A Colorado mother recently recalled the terrifying moment her young daughter became trapped in their new washing machine. Lindsey McIver detailed the traumatic incident in a lengthy Facebook post, both to raise awareness of the dangers of “front-loading” machines and to condemn the damaging practice of “mom-shaming.”
“I’ve been hesitant to write this post. First, because of the inevitable online mom-shaming that is bound to ensue; and second, because it’s just really hard to re-live,” she wrote in her post, which has been shared 300,000 times.
“On Sunday our washing machine broke down,” she continued. “On Monday my husband went to Lowe’s and purchased this new front load washing machine. We thought it was the ‘new and cool’ type of washing machine and didn’t think anything of it. We spent that evening installing it with the kids underfoot. We told them several times that they were not to touch it. They all replied ‘OK.'”
But shortly after this, McIver explained, everything went horribly wrong when she and her husband heard their 4-year-old son crying inconsolably:
“Early Tuesday morning we were woken up by our four-year-old son who was crying so hard he could barely talk. As I was trying to understand what he was saying, my husband flew out of bed and down the stairs. It was then that the realization hit. He had said: Kloe. Inside. Washer.
By the time we reached the laundry room in the basement, my three-year-old daughter Kloe was LOCKED inside the airtight washing machine. It was tumbling and filling with water. She was screaming but you couldn’t hear her.
We were able to quickly stop it and unlock the door and get her out. Aside from a couple of small bumps on her head and wet clothes, she was fine.
After going through all the ‘what if‘s’ and ‘could have’s’ we know we are very blessed and God had mercy on our sweet daughter.”
McIver thought twice about sharing her experience publicly, but she decided that other parents needed to know the innate dangers of these machines, and was determined not to let any accusers stop her from helping others.

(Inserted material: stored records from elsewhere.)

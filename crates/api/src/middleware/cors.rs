use axum::http::{header, Method};
use tower_http::cors::{Any, CorsLayer};

/// Any origin may call the API with a bearer token. Cookie sessions only
/// work same-origin since credentials are not allowed cross-origin here.
pub fn cors_layer() -> CorsLayer {
    CorsLayer::new()
        .allow_origin(Any)
        .allow_methods([
            Method::GET,
            Method::POST,
            Method::PATCH,
            Method::DELETE,
            Method::OPTIONS,
        ])
        .allow_headers([header::AUTHORIZATION, header::CONTENT_TYPE])
        .expose_headers([header::CONTENT_DISPOSITION])
}
use axum::http::Request;
use tower_http::classify::{ServerErrorsAsFailures, SharedClassifier};
use tower_http::trace::{DefaultOnRequest, DefaultOnResponse, MakeSpan, TraceLayer};
use tower_http::LatencyUnit;
use tracing::{Level, Span};

/// Request span with method and path only. The query string stays out of
/// the logs since signed blob URLs carry their token there.
#[derive(Debug, Clone, Copy, Default)]
pub struct PathSpan;

impl<B> MakeSpan<B> for PathSpan {
    fn make_span(&mut self, request: &Request<B>) -> Span {
        tracing::info_span!(
            "request",
            method = %request.method(),
            path = %request.uri().path(),
        )
    }
}

/// Build the tracing layer for request/response logging.
pub fn trace_layer(
) -> TraceLayer<SharedClassifier<ServerErrorsAsFailures>, PathSpan, DefaultOnRequest, DefaultOnResponse>
{
    TraceLayer::new_for_http()
        .make_span_with(PathSpan)
        .on_response(
            DefaultOnResponse::new()
                .level(Level::INFO)
                .latency_unit(LatencyUnit::Millis),
        )
}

“I post this because I can honestly say we did not realize the danger of this machine. We are continually surprised at the new, inventive ways our kids come up with to try and die. And this was definitely a new one,” she wrote.
“I took this picture after we secured the door shut with a child safety lock. We also found a child lock feature on the settings that, as long as it is engaged, will not allow the washing machine to start. But it does not lock the door. We hadn’t even used the machine yet so we hadn’t looked at any of the settings. Also, it obviously took two curious kids to pull this off. I want to encourage anybody who has this type of front loading washing machine and small children, or even grandkids who visit, to lock the door with a child safety lock and always keep the child lock setting on!
I realize that there are ways we could’ve prevented this from happening. This is the season for swimming pool accidents and kids being left in hot cars and all sorts of other horrible accidents. And that’s what most of them are. Accidents. Shaming the mom doesn’t do anyone any good. We need to be open and honest about our mistakes to help one another keep our kids safe. And trust me, that mom is already beating herself up enough.”
Remember, no parent is perfect. When we make mistakes, let’s encourage and advise in other in love, and never resort to shaming.
Today’s Parent gives a few excellent safety tips to ensure your child’s wellbeing in the laundry room:
“Once your baby’s a pro crawler, she can quickly hustle into tight spaces, like behind a washing machine or between the washer and dryer,” reads one tip. “Not only could she get stuck behind the machine, she could tamper with the power plug or pull out the drainage or water hose, which could cause burns if you’re running a hot cycle in the wash. Check your manual to find out how much clearance your machine needs on the sides and at the back, and stick as close to that as possible.”
“Keeping kids out of the laundry room is the best way to keep kids safe when you’re not doing laundry,” reads another. “An inexpensive child safety lock or doorknob cover can prevent them from wandering into the room and getting into trouble. It’s also a good idea to make a house rule that the laundry room is off limits for anything other than doing laundry—and especially playing hide-and-seek.”